I have two critical issues concerning the whole Sunset v. Starlight-thing, and it's obvious the two are directly comparable and open to criticism for this fact alone. While I'm mostly going to be covering their introductions into their properties proper (e.g., the first movie and S6-premire and maybe finale), I am going to try a broad overview of the two characters as a whole. I am mostly going to be critical of Sunset, but I do not intend to downplay that Starlight has faults in terms of writing. I am just hoping you can see where I am coming from.

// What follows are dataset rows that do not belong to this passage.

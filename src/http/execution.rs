use futures_util::StreamExt;
use reqwest::Client;
use tokio::time::Instant;

use crate::metrics::{RequestKind, RequestMetric};

/// One finished GET. `body` is only kept when the caller asked for it.
#[derive(Debug)]
pub(super) struct FetchOutcome {
    pub(super) metric: RequestMetric,
    pub(super) body: Option<String>,
}

pub(super) async fn fetch(client: &Client, url: &str, kind: RequestKind) -> FetchOutcome {
    let start = Instant::now();
    let keep_body = matches!(kind, RequestKind::Page);
    let result = match client.get(url).send().await {
        Ok(response) => {
            let status = response.status().as_u16();
            if keep_body {
                read_body(response)
                    .await
                    .map(|(bytes, body)| (status, bytes, Some(body)))
            } else {
                drain_response_body(response)
                    .await
                    .map(|bytes| (status, bytes, None))
            }
        }
        Err(err) => Err(err),
    };

    match result {
        Ok((status_code, response_bytes, body)) => FetchOutcome {
            metric: RequestMetric {
                kind,
                start,
                response_time: start.elapsed(),
                status_code,
                timed_out: false,
                transport_error: false,
                response_bytes,
            },
            body,
        },
        Err(err) => {
            let timed_out = err.is_timeout();
            tracing::debug!("GET {} failed: {}", url, err);
            FetchOutcome {
                metric: RequestMetric {
                    kind,
                    start,
                    response_time: start.elapsed(),
                    status_code: err.status().map_or(0, |status| status.as_u16()),
                    timed_out,
                    transport_error: !timed_out,
                    response_bytes: 0,
                },
                body: None,
            }
        }
    }
}

async fn read_body(response: reqwest::Response) -> Result<(u64, String), reqwest::Error> {
    let bytes = response.bytes().await?;
    let len = u64::try_from(bytes.len()).unwrap_or(u64::MAX);
    Ok((len, String::from_utf8_lossy(&bytes).into_owned()))
}

async fn drain_response_body(response: reqwest::Response) -> Result<u64, reqwest::Error> {
    let mut stream = response.bytes_stream();
    let mut total_bytes: u64 = 0;
    while let Some(chunk) = stream.next().await {
        let bytes = chunk?;
        total_bytes = total_bytes.saturating_add(u64::try_from(bytes.len()).unwrap_or(u64::MAX));
    }
    Ok(total_bytes)
}
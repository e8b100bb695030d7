use std::time::Duration;

use serde::Serialize;
use tokio::time::Instant;

#[derive(Debug, Clone, Copy, PartialEq, Eq, Serialize)]
#[serde(rename_all = "lowercase")]
pub enum RequestKind {
    Page,
    Script,
}

#[derive(Clone, Copy, Debug)]
pub struct RequestMetric {
    pub kind: RequestKind,
    pub start: Instant,
    pub response_time: Duration,
    /// 0 when no response arrived.
    pub status_code: u16,
    pub timed_out: bool,
    pub transport_error: bool,
    pub response_bytes: u64,
}

impl RequestMetric {
    #[must_use]
    pub fn success(&self) -> bool {
        !self.timed_out && !self.transport_error && (200..300).contains(&self.status_code)
    }
}

#[derive(Clone, Copy, Debug)]
pub struct IterationMetric {
    pub vu: usize,
    pub duration: Duration,
    pub requests: u64,
    pub failed: bool,
}

#[derive(Clone, Copy, Debug)]
pub enum Sample {
    Request(RequestMetric),
    Iteration(IterationMetric),
}

#[derive(Debug, Clone, Serialize)]
pub struct RunSummary {
    pub scenario: String,
    pub executor: String,
    pub base_url: String,
    pub started_at: String,
    pub duration_ms: u64,
    pub interrupted: bool,
    pub vus: usize,
    pub iterations_completed: u64,
    pub iterations_failed: u64,
    pub total_requests: u64,
    pub page_requests: u64,
    pub script_requests: u64,
    pub failed_requests: u64,
    pub timeout_requests: u64,
    pub transport_errors: u64,
    pub response_bytes: u64,
    pub min_latency_ms: u64,
    pub avg_latency_ms: u64,
    pub max_latency_ms: u64,
    pub p50_latency_ms: u64,
    pub p90_latency_ms: u64,
    pub p99_latency_ms: u64,
    pub avg_iteration_ms: u64,
    pub avg_rps: f64,
}

/// Run facts that do not come from samples.
#[derive(Debug, Clone)]
pub struct RunHeader {
    pub scenario: String,
    pub executor: String,
    pub base_url: String,
    pub started_at: String,
    pub vus: usize,
}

This is going to be embarrassingly long, I'm warning you.
PROBLEM #1:
OK, my first issue with Sunset is the events of EqG1. As in, her plot as the antagonist and how it was resolved and (to some degree) how it moved forward. Obviously the character CAN become better and the premise CAN improve later on down the road, but this is a rocky start to say the least. Within the first ten minutes we run into a major hole in her evil plot- Here's the short version of the script: She somehow knows when the mirror portal opens, she somehow knows where it is at the time she enters, she somehow knows who Twilight is, that she has the Elements, which when she was in Equestria at the time they were considered a myth at best, SOMEHOW knows the interior of the Crystal Empire's castle (Which she wouldn't know that it exists), somehow brings a cloak with her even though no one knows who she is at this point (The cloak is obvs the most egregious example so far) and takes the one element for ... Some reason? Oh, yeah, the Element, which she wouldn't have knowledge of it existing or being brought back if she did. So yeah, she has it now, and apparently it just does whateverthehell you want it to do in Humanworld. Even though the whole point of them is to buy collect them all and then they do shit.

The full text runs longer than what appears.